Check out vendors that are open. Get gun cart ready for shooting tomorrow using Evil Roy .38s instead of ROAs for side matches. Clean ROAs from EOT. Put EOT belt buckle on gun belt. Put Evil Roys in holsters. Clean up. Close doors to trailer because of upcoming storm. Clean up. Note that shop needs vacuuming and clean up. Close up, lights and TV out. Lock trailer.
We're in a serious water conservation mode. I used GoJo to clean hands during day, no water. To shower I took wash cloth. Draw enough warm water in sink to cover it in order to get it wet. Get it soapy. Soap down. Turn shower water on for a few seconds to rinse off. Put wash cloth in sink to rinse. Hair and beard can wait.
We're using the generator only as needed to keep the batteries charged and for high-drain appliances. Batteries don't last long when I'm working in shop, and Redhead is in the coach. It's cool, so we aren't using the AC.
Saw Bad Gene Poole's coach and toad. He was saying the Jeep was down on the springs due to the lead and ammo inside. He wasn't kidding. Rear had to be down to the bump stops.
July 3, 2007
Drove to Cheyenne, WY, for Hell On Wheels, the High Plains Regional SASS match. We're here early. We can register tomorrow and shoot side matches and/or a still not described charity match on Thursday. Main match is Friday and Saturday, 12 stages. 6 stages a day really makes it an endurance match. Weather.com shows 86 on Friday with 30% chance of scattered thunderstorms, 90 on Saturday and sunny. It will be, as they say, a "dry heat." I'm ready for some "dry cool." It's windy, which I like since I shoot BP.

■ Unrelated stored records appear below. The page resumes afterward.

//! In-memory record store, used in tests and anywhere durable storage is unwanted.

use std::sync::Mutex;
use std::sync::atomic::{AtomicBool, Ordering};

use tracing::{error, warn};

use super::{RecordStore, decode, encode};
use crate::error::HabResult;
use crate::record::RecordCollection;

/// Keeps the serialized document in memory so that load/save go through the
/// same JSON encoding as the file store.
#[derive(Debug, Default)]
pub struct MemoryStore {
    document: Mutex<Option<String>>,
    fail_writes: AtomicBool,
}

impl MemoryStore {
    /// A store with no document yet; `ensure_initialized` creates one.
    pub fn new() -> Self {
        Self::default()
    }

    /// A store whose document starts as `document`, verbatim.
    pub fn with_document(document: impl Into<String>) -> Self {
        MemoryStore {
            document: Mutex::new(Some(document.into())),
            fail_writes: AtomicBool::new(false),
        }
    }

    pub fn document(&self) -> Option<String> {
        self.lock().clone()
    }

    /// Make every subsequent `save` fail (or succeed again).
    pub fn set_fail_writes(&self, fail: bool) {
        self.fail_writes.store(fail, Ordering::SeqCst);
    }

    fn lock(&self) -> std::sync::MutexGuard<'_, Option<String>> {
        self.document.lock().unwrap_or_else(|p| p.into_inner())
    }
}

impl RecordStore for MemoryStore {
    fn load(&self) -> RecordCollection {
        let Some(document) = self.document() else {
            warn!("No appointments document in memory store");
            return Vec::new();
        };

        decode(&document).unwrap_or_else(|e| {
            error!(error = %e, "Error parsing appointments");
            Vec::new()
        })
    }

    fn save(&self, records: &RecordCollection) -> bool {
        if self.fail_writes.load(Ordering::SeqCst) {
            error!("Error writing appointments: memory store is set to fail writes");
            return false;
        }

        match encode(records) {
            Ok(document) => {
                *self.lock() = Some(document);
                true
            }
            Err(e) => {
                error!(error = %e, "Error writing appointments");
                false
            }
        }
    }

    fn ensure_initialized(&self) -> HabResult<()> {
        let mut document = self.lock();
        if document.is_none() {
            *document = Some(encode(&Vec::new())?);
        }
        Ok(())
    }
}
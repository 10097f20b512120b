//! CSV export of the appointment collection.
//!
//! Only the full name and doctor name are quoted. Nothing is escaped, so a
//! comma or quote inside any other field, or a quote inside those two, ends
//! up in the output as-is.

use crate::record::AppointmentRecord;

pub const CSV_HEADERS: [&str; 11] = [
    "Booking Reference",
    "Full Name",
    "Email",
    "Phone",
    "Age",
    "Gender",
    "Doctor",
    "Specialization",
    "Date",
    "Time",
    "Created At",
];

pub const CSV_CONTENT_TYPE: &str = "text/csv";
pub const CSV_FILENAME: &str = "appointments.csv";

const LINE_TERMINATOR: &str = "\n";

/// Render records in the order given, header first, no trailing newline.
pub fn to_csv(records: &[AppointmentRecord]) -> String {
    let mut rows = Vec::with_capacity(records.len() + 1);
    rows.push(CSV_HEADERS.join(","));
    rows.extend(records.iter().map(csv_row));
    rows.join(LINE_TERMINATOR)
}

fn csv_row(record: &AppointmentRecord) -> String {
    [
        record.booking_reference.clone(),
        format!("\"{}\"", record.full_name),
        record.email.clone(),
        record.phone.clone(),
        record.age.map(|a| a.to_string()).unwrap_or_default(),
        record.gender.clone(),
        format!("\"{}\"", record.doctor_name),
        record.specialization.clone(),
        record.appointment_date.clone(),
        record.appointment_time.clone(),
        record.created_at.clone(),
    ]
    .join(",")
}
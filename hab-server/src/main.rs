mod routes;
mod state;

use anyhow::Result;
use axum::Router;
use hab_core::HabConfig;
use tower_http::cors::{Any, CorsLayer};
use tracing::info;
use tracing_subscriber::EnvFilter;

use crate::state::AppState;

#[tokio::main]
async fn main() -> Result<()> {
    tracing_subscriber::fmt()
        .with_env_filter(
            EnvFilter::try_from_default_env().unwrap_or_else(|_| EnvFilter::new("info")),
        )
        .init();

    let config = HabConfig::load()?;
    let state = AppState::new(&config)?;
    info!("Hospital appointment backend initialized");

    let addr = config.socket_addr()?;
    let listener = tokio::net::TcpListener::bind(addr).await?;

    info!("hab-server listening on http://{}", addr);
    info!("Data file: {}", config.data_path().display());
    info!("Export appointments to CSV: http://{}/api/export", addr);

    axum::serve(listener, app(state)).await?;

    Ok(())
}

fn app(state: AppState) -> Router {
    let cors = CorsLayer::new()
        .allow_origin(Any)
        .allow_methods(Any)
        .allow_headers(Any);

    Router::new()
        .merge(routes::appointments::router())
        .merge(routes::export::router())
        .with_state(state)
        .layer(cors)
}
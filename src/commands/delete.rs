use anyhow::Result;
use hab_core::AppointmentService;
use owo_colors::OwoColorize;

pub fn run(service: &AppointmentService, id: i64) -> Result<()> {
    service.delete(id)?;
    println!("{} appointment {}", "Deleted".red(), id);
    Ok(())
}
//! Terminal rendering for appointment records.

use hab_core::AppointmentRecord;
use owo_colors::OwoColorize;

pub trait Render {
    fn render(&self) -> String;
}

impl Render for AppointmentRecord {
    /// One line: reference, patient, doctor, slot.
    fn render(&self) -> String {
        let slot = format!("{} {}", self.appointment_date, self.appointment_time);
        format!(
            "{}  {}  {} ({})  {}",
            self.booking_reference.bold(),
            self.full_name,
            self.doctor_name.cyan(),
            self.specialization,
            slot.dimmed()
        )
    }
}

/// Every field, one per line.
pub fn render_detail(record: &AppointmentRecord) -> Vec<String> {
    let rows = [
        ("Reference", record.booking_reference.clone()),
        ("Id", record.id.to_string()),
        ("Name", record.full_name.clone()),
        ("Email", record.email.clone()),
        ("Phone", record.phone.clone()),
        ("Age", record.age.map(|a| a.to_string()).unwrap_or_default()),
        ("Gender", record.gender.clone()),
        ("Doctor", record.doctor_name.clone()),
        ("Specialization", record.specialization.clone()),
        ("Date", record.appointment_date.clone()),
        ("Time", record.appointment_time.clone()),
        ("Booked at", record.created_at.clone()),
    ];

    rows.iter()
        .map(|(label, value)| format!("{:>15}  {}", label.dimmed(), value))
        .collect()
}

pub fn pluralize(word: &str, count: usize) -> String {
    if count == 1 {
        word.to_string()
    } else {
        format!("{}s", word)
    }
}
//! Core types for the hab booking backend.
//!
//! This crate holds everything that is not transport:
//! - `record` for the persisted `AppointmentRecord` and the incoming `BookingRequest`
//! - `store` for the `RecordStore` trait and its JSON-file and in-memory implementations
//! - `service` for the create/delete/list/lookup rules
//! - `export` for rendering the collection as CSV

pub mod clock;
pub mod config;
pub mod error;
pub mod export;
pub mod record;
pub mod reference;
pub mod service;
pub mod store;

pub use clock::{Clock, ManualClock, SystemClock};
pub use config::HabConfig;
pub use error::{HabError, HabResult};
pub use record::{AgeInput, AppointmentRecord, BookingRequest, CreatedBooking, RecordCollection};
pub use service::AppointmentService;
pub use store::{JsonFileStore, MemoryStore, RecordStore};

It took over an hour to level the bus. Space 45 is not level. The first time we tried to level it the "excessive slope" light came on after the right side jacks went down. So we raised the jacks and added 10 x 2" blocks under the right side and tried again. Same results. We added 2 more blocks. Same result. Each time takes a while dropping the jacks and retracting them. With 4" of spacers there the jacks didn't have to go far to hit them. So that wasn't the problem. I retracted the jacks again and backed the bus up, then drove the right wheels on the 2" blocks and tried again. It leveled. Then we could put out the slideouts. The trailer is NOT level. It wasn't at EOT, and it was a pain in the neck. It also messes with the reloading machines. I have one bottle jack. Sounds like I need another jack of some sort to level it, not to mention a couple of wall-mounted spirit levels, Camping World stuff.
We're set for dry camping with Hefty paper china. The Redhead says she can clean the silverware without using water. The fridge has several extra water bottles.
We'll see if we can last until Monday morning.